>>>

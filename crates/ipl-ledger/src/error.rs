/// Errors produced by ledger operations.
#[derive(Debug, thiserror::Error)]
pub enum LedgerError {
    #[error("invalid key {key:?}: {reason}")]
    InvalidKey { key: String, reason: String },

    #[error("I/O error: {0}")]
    Io(#[from] std::io::Error),

    #[error("serialization error: {0}")]
    Serialization(String),

    #[error("ledger unavailable: {0}")]
    Unavailable(String),

    #[error("ledger lock poisoned")]
    LockPoisoned,
}

/// Result alias for ledger operations.
pub type LedgerResult<T> = Result<T, LedgerError>;
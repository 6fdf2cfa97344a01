use std::collections::BTreeMap;

use crate::error::{LedgerError, LedgerResult};
use crate::transaction::Transaction;

/// Writes staged by one transaction, keyed by ledger key.
pub type WriteSet = BTreeMap<String, Vec<u8>>;

/// Per-transaction view of ledger state.
///
/// This is the only surface the asset logic touches. Implementations decide
/// when writes become durable; callers never manage transaction boundaries.
pub trait StateStore {
    /// Read the value stored under `key`.
    ///
    /// Returns `Ok(None)` if the key has never been written.
    fn get_state(&self, key: &str) -> LedgerResult<Option<Vec<u8>>>;

    /// Write `value` under `key`, replacing any existing value.
    fn put_state(&self, key: &str, value: &[u8]) -> LedgerResult<()>;
}

/// Committed-state storage behind a [`Transaction`].
///
/// Implementations must apply a [`WriteSet`] all-or-nothing and serialize
/// concurrent `apply` calls.
pub trait LedgerBackend: Send + Sync {
    /// Read a committed value.
    fn read(&self, key: &str) -> LedgerResult<Option<Vec<u8>>>;

    /// Apply every write in the set atomically.
    fn apply(&self, writes: &WriteSet) -> LedgerResult<()>;

    /// Open a transaction over this backend.
    fn begin(&self) -> Transaction<'_, Self>
    where
        Self: Sized,
    {
        Transaction::new(self)
    }
}

/// Reject keys the ledger cannot store.
///
/// Keys must be non-empty and must not start with U+0000, which is reserved
/// for composite-key namespaces.
pub fn validate_key(key: &str) -> LedgerResult<()> {
    if key.is_empty() {
        return Err(LedgerError::InvalidKey {
            key: key.to_string(),
            reason: "key must not be empty".into(),
        });
    }
    if key.starts_with('\u{0}') {
        return Err(LedgerError::InvalidKey {
            key: key.to_string(),
            reason: "key must not start with U+0000".into(),
        });
    }
    Ok(())
}
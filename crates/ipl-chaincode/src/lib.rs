//! Asset logic for the IPL document ledger.
//!
//! A ledger record may reference a document held in a content-addressed blob
//! store. This crate implements the four operations over such records and
//! the surface a hosting runtime calls:
//!
//! - `set` / `get` -- plain key-value writes and reads
//! - `set_addipfs` -- upload a local file, then record its content hash
//! - `get_catipfs` -- read a record, then fetch its content by hash
//!
//! [`AssetService`] executes operations against a [`StateStore`] handed in
//! per call. [`ChaincodeHost`] models the hosting runtime: one transaction
//! per call, committed on success and aborted on failure.
//!
//! # Consistency
//!
//! `set_addipfs` uploads before it writes. A failed upload leaves the ledger
//! untouched; a failed ledger write after a successful upload leaves an
//! orphaned blob, which is never cleaned up.
//!
//! [`StateStore`]: ipl_ledger::StateStore

pub mod chaincode;
pub mod error;
pub mod host;
pub mod operation;
pub mod response;
pub mod service;

#[cfg(test)]
pub(crate) mod testing;

pub use chaincode::{dispatch, Chaincode};
pub use error::{ChaincodeError, ChaincodeResult, ErrorKind};
pub use host::ChaincodeHost;
pub use operation::{Invocation, Operation};
pub use response::{Response, ERROR, OK};
pub use service::{AssetService, CatOutcome};
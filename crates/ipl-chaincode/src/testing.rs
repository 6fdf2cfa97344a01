//! Test doubles shared by the unit tests in this crate.

use std::collections::HashMap;
use std::sync::Mutex;

use ipl_blob::{BlobError, BlobResult, BlobStore};
use ipl_ledger::{LedgerError, LedgerResult, StateStore};
use ipl_types::ContentHash;

pub fn args<const N: usize>(raw: [&str; N]) -> Vec<String> {
    raw.iter().map(|s| s.to_string()).collect()
}

/// Blob store that answers every upload with one fixed hash and records
/// every fetch.
pub struct FixedHashStore {
    hash: ContentHash,
    blobs: Mutex<HashMap<ContentHash, Vec<u8>>>,
    fetched: Mutex<Vec<ContentHash>>,
}

impl FixedHashStore {
    pub fn new(hash: &str) -> Self {
        Self {
            hash: ContentHash::from(hash),
            blobs: Mutex::new(HashMap::new()),
            fetched: Mutex::new(Vec::new()),
        }
    }

    pub fn fetched(&self) -> Vec<ContentHash> {
        self.fetched.lock().unwrap().clone()
    }

    pub fn uploads(&self) -> usize {
        self.blobs.lock().unwrap().len()
    }
}

impl BlobStore for FixedHashStore {
    fn upload(&self, content: &[u8]) -> BlobResult<ContentHash> {
        self.blobs
            .lock()
            .unwrap()
            .insert(self.hash.clone(), content.to_vec());
        Ok(self.hash.clone())
    }

    fn fetch(&self, hash: &ContentHash) -> BlobResult<Vec<u8>> {
        self.fetched.lock().unwrap().push(hash.clone());
        self.blobs
            .lock()
            .unwrap()
            .get(hash)
            .cloned()
            .ok_or_else(|| BlobError::NotFound(hash.clone()))
    }

    fn backend_name(&self) -> &'static str {
        "fixed"
    }
}

/// State store whose reads succeed against a map and whose writes fail.
#[derive(Default)]
pub struct ReadOnlyState {
    entries: HashMap<String, Vec<u8>>,
}

impl ReadOnlyState {
    pub fn with(key: &str, value: &str) -> Self {
        let mut entries = HashMap::new();
        entries.insert(key.to_string(), value.as_bytes().to_vec());
        Self { entries }
    }
}

impl StateStore for ReadOnlyState {
    fn get_state(&self, key: &str) -> LedgerResult<Option<Vec<u8>>> {
        Ok(self.entries.get(key).cloned())
    }

    fn put_state(&self, _key: &str, _value: &[u8]) -> LedgerResult<()> {
        Err(LedgerError::Unavailable("read-only".into()))
    }
}

/// State store whose every call fails.
pub struct BrokenState;

impl StateStore for BrokenState {
    fn get_state(&self, _key: &str) -> LedgerResult<Option<Vec<u8>>> {
        Err(LedgerError::Unavailable("disk on fire".into()))
    }

    fn put_state(&self, _key: &str, _value: &[u8]) -> LedgerResult<()> {
        Err(LedgerError::Unavailable("disk on fire".into()))
    }
}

<<<

Go through the material above, find each line with the string "ReadOnlyState", and copy it.

## Response for this exercise
pub struct ReadOnlyState {
impl ReadOnlyState {
impl StateStore for ReadOnlyState {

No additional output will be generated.